In response to the negative reaction, the version adopted by Parliament was significantly reduced. It now explicitly excludes commercial financing, humanitarian aid, climate change financing, and foreign direct investment, while limiting the provision on «foreign agent» to financing related to political activities. The bill is currently awaiting the signature of President Yoweri Museveni.

Despite these amendments, concerns remain. Legal scholar Howard Mwesigwa noted that the bill is still aimed at civil society and political figures, especially when funding is considered to influence government policy. During the parliamentary debate, the Attorney General explained that although Ugandans can independently oppose government projects such as the construction of the East African Oil Pipeline, the law will apply if they receive foreign funding for this. This difference poses serious challenges for environmental and climate advocacy groups that rely on international support.

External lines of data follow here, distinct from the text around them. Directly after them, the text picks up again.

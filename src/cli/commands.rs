use crate::config::AppConfig;
use crate::error::{T2lError, T2lResult};
use crate::excel::{default_file_name, AttachedListExporter, T2lExporter};
use crate::pipeline::{generate as run_pipeline, GenerateRequest, GenerateSettings};
use crate::prefs::{Labels, Preferences, Theme};
use crate::render::{ListKind, T2lReport};
use crate::stock::StockTable;
use crate::storage::JsonFileStore;
use crate::store::{HsCodeStore, MappingStore};
use crate::types::Brand;
use colored::Colorize;
use std::fs;
use std::io::Read;
use std::path::{Path, PathBuf};
use tracing::info;

/// Inputs of the generate command
#[derive(Debug, Clone, Default)]
pub struct GenerateArgs {
    /// Stock file (.csv or .xlsx)
    pub stock: Option<PathBuf>,
    /// File with one chassis number per line, `-` for stdin
    pub chassis: PathBuf,
    /// File with one DIZ per line
    pub diz: Option<PathBuf>,
    pub swb: String,
    /// Overrides the configured brand
    pub brand: Option<Brand>,
    /// `Some(None)` writes to the default file name
    pub xlsx: Option<Option<PathBuf>>,
    pub attached_list: Option<PathBuf>,
    pub lists_dir: Option<PathBuf>,
}

fn store_backend(config: &AppConfig) -> JsonFileStore {
    JsonFileStore::new(&config.store_path)
}

/// Labels of the stored language; English if the store cannot be read
pub fn labels(config: &AppConfig) -> &'static Labels {
    Preferences::new(store_backend(config))
        .language()
        .unwrap_or_default()
        .labels()
}

/// Light theme forces plain output; dark leaves colour detection to `colored`
pub fn apply_theme(config: &AppConfig) {
    let theme = Preferences::new(store_backend(config))
        .theme()
        .unwrap_or_default();
    set_color_mode(theme);
}

fn set_color_mode(theme: Theme) {
    if theme.colored_output() {
        colored::control::unset_override();
    } else {
        colored::control::set_override(false);
    }
}

/// Text shown to the operator for a failed command
pub fn error_message(error: &T2lError, labels: &Labels) -> String {
    match error {
        T2lError::NoChassis => labels.no_chassis.to_string(),
        T2lError::NoStock => labels.no_stock.to_string(),
        other => other.to_string(),
    }
}

fn read_input(path: &Path) -> T2lResult<String> {
    if path.as_os_str() == "-" {
        let mut buffer = String::new();
        std::io::stdin().read_to_string(&mut buffer)?;
        return Ok(buffer);
    }
    Ok(fs::read_to_string(path)?)
}

//==============================================================================
// generate
//==============================================================================

/// Execute the generate command
pub fn generate(config: &AppConfig, args: GenerateArgs) -> T2lResult<()> {
    let brand = args.brand.unwrap_or(config.brand);
    let labels = labels(config);

    println!("{}", format!("🚢 T2L - {}", brand).bold().green());
    if let Some(ref stock) = args.stock {
        println!("   Stock: {}", stock.display());
    }
    println!();

    let stock = args.stock.as_deref().map(StockTable::load).transpose()?;
    let request = GenerateRequest {
        chassis_text: read_input(&args.chassis)?,
        diz_text: match args.diz {
            Some(ref path) => read_input(path)?,
            None => String::new(),
        },
        swb: args.swb.clone(),
        brand,
    };

    let mappings = MappingStore::load(store_backend(config))?;
    let hs_codes = HsCodeStore::load(store_backend(config))?;
    let settings = GenerateSettings {
        mappings: mappings.entries(),
        hs_overrides: hs_codes.codes(),
        weight: &config.weight,
        default_hs_code: &config.default_hs_code,
    };

    let output = run_pipeline(&request, stock.as_ref(), &settings)?;

    println!("{}", format!("✅ {}", labels.processed(output.report.len())).bold().green());
    println!();
    print_report(&output.report);

    if let Some(ref dir) = args.lists_dir {
        write_lists(&output.report, dir)?;
        println!("📝 Lists written to {}", dir.display().to_string().cyan());
    }

    if let Some(ref target) = args.xlsx {
        let path = target
            .clone()
            .unwrap_or_else(|| PathBuf::from(default_file_name(&output.report.swb)));
        T2lExporter::new(&output.report).export(&path)?;
        info!(path = %path.display(), "T2L workbook written");
        println!("📊 Excel: {}", path.display().to_string().cyan());
    }

    if let Some(ref path) = args.attached_list {
        AttachedListExporter::new(
            &output.records,
            mappings.entries(),
            &output.report.swb,
            brand,
        )
        .with_chunk_size(config.chunk_size)
        .export(path)?;
        info!(path = %path.display(), "attached list written");
        println!("📊 Attached list: {}", path.display().to_string().cyan());
    }

    Ok(())
}

fn print_report(report: &T2lReport) {
    for kind in ListKind::ALL {
        println!("{}", kind.title().bold().cyan());
        for line in report.lines(kind) {
            println!("{}", line);
        }
        println!();
    }
}

/// One text file per list, named after [`ListKind::name`]
pub fn write_lists(report: &T2lReport, dir: &Path) -> T2lResult<()> {
    fs::create_dir_all(dir)?;
    for kind in ListKind::ALL {
        let mut text = report.list_text(kind);
        text.push('\n');
        fs::write(dir.join(format!("{}.txt", kind.name())), text)?;
    }
    Ok(())
}

//==============================================================================
// mapping
//==============================================================================

pub fn mapping_list(config: &AppConfig) -> T2lResult<()> {
    let store = MappingStore::load(store_backend(config))?;
    let labels = labels(config);
    println!("{}", format!("⚙️  {}", labels.settings).bold().green());
    for (idx, entry) in store.entries().iter().enumerate() {
        println!(
            "   {:>3}. {} = {}",
            idx + 1,
            entry.code.bold(),
            entry.name
        );
    }
    Ok(())
}

pub fn mapping_add(config: &AppConfig, code: String, name: String) -> T2lResult<()> {
    let mut store = MappingStore::load(store_backend(config))?;
    if !store.add(&code, &name)? {
        return Err(T2lError::Validation(
            "Both code and name are required".to_string(),
        ));
    }
    if let Some(entry) = store.entries().last() {
        println!("{} {} = {}", "✅".green(), entry.code.bold(), entry.name);
    }
    Ok(())
}

/// Remove by 1-based position as printed by `mapping list`
pub fn mapping_remove(config: &AppConfig, position: usize) -> T2lResult<()> {
    let mut store = MappingStore::load(store_backend(config))?;
    let index = position.checked_sub(1).ok_or_else(|| {
        T2lError::Validation("Positions start at 1".to_string())
    })?;
    let removed = store.remove(index)?;
    println!("{} {} = {}", "🗑️ ".red(), removed.code.bold(), removed.name);
    Ok(())
}

pub fn mapping_reset(config: &AppConfig) -> T2lResult<()> {
    let mut store = MappingStore::load(store_backend(config))?;
    store.reset()?;
    println!("{} {} mappings", "✅".green(), store.entries().len());
    Ok(())
}

//==============================================================================
// hs
//==============================================================================

pub fn hs_list(config: &AppConfig) -> T2lResult<()> {
    let store = HsCodeStore::load(store_backend(config))?;
    let labels = labels(config);
    println!("{}", format!("🏷️  {}", labels.hs_codes).bold().green());
    if store.codes().is_empty() {
        println!("   {}", labels.no_hs_codes.dimmed());
        return Ok(());
    }
    for (vin, code) in store.codes() {
        println!("   {}: {}", vin, code.bold());
    }
    Ok(())
}

pub fn hs_add(config: &AppConfig, vins: PathBuf, codes: PathBuf) -> T2lResult<()> {
    let vins_text = read_input(&vins)?;
    let codes_text = read_input(&codes)?;
    let mut store = HsCodeStore::load(store_backend(config))?;
    let added = store.add_bulk(&vins_text, &codes_text)?;
    println!("{} {} HS codes saved", "✅".green(), added);
    Ok(())
}

pub fn hs_remove(config: &AppConfig, vin: String) -> T2lResult<()> {
    let mut store = HsCodeStore::load(store_backend(config))?;
    if store.remove(vin.trim())? {
        println!("{} {}", "🗑️ ".red(), vin.trim());
    } else {
        println!("{}", format!("⚠️  No HS code saved for {}", vin.trim()).yellow());
    }
    Ok(())
}

//==============================================================================
// theme / lang
//==============================================================================

pub fn theme(config: &AppConfig, toggle: bool) -> T2lResult<()> {
    let mut prefs = Preferences::new(store_backend(config));
    let theme = if toggle {
        let next = prefs.toggle_theme()?;
        set_color_mode(next);
        next
    } else {
        prefs.theme()?
    };
    let labels = prefs.language()?.labels();
    println!("{}: {}", labels.theme, theme.to_string().bold());
    Ok(())
}

pub fn lang(config: &AppConfig, toggle: bool) -> T2lResult<()> {
    let mut prefs = Preferences::new(store_backend(config));
    let language = if toggle {
        prefs.toggle_language()?
    } else {
        prefs.language()?
    };
    let labels = language.labels();
    println!(
        "{}: {} ({})",
        labels.language,
        labels.language_name.bold(),
        language
    );
    Ok(())
}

Arshad Bholim, a tax partner at Crowe Uganda, noted that the bill has already caused a «deterrent effect». He noted that the main problem was not only the limitations, but also the uncertainty created by the initial, vaguely formulated draft. Even with the current amendments, the lack of clarity about what constitutes a violation has led banks and investors to exercise caution. Ultimately, the legislation serves as a signal that regulatory rules in Uganda can change rapidly, and this factor remains a constant risk factor for those who work abroad.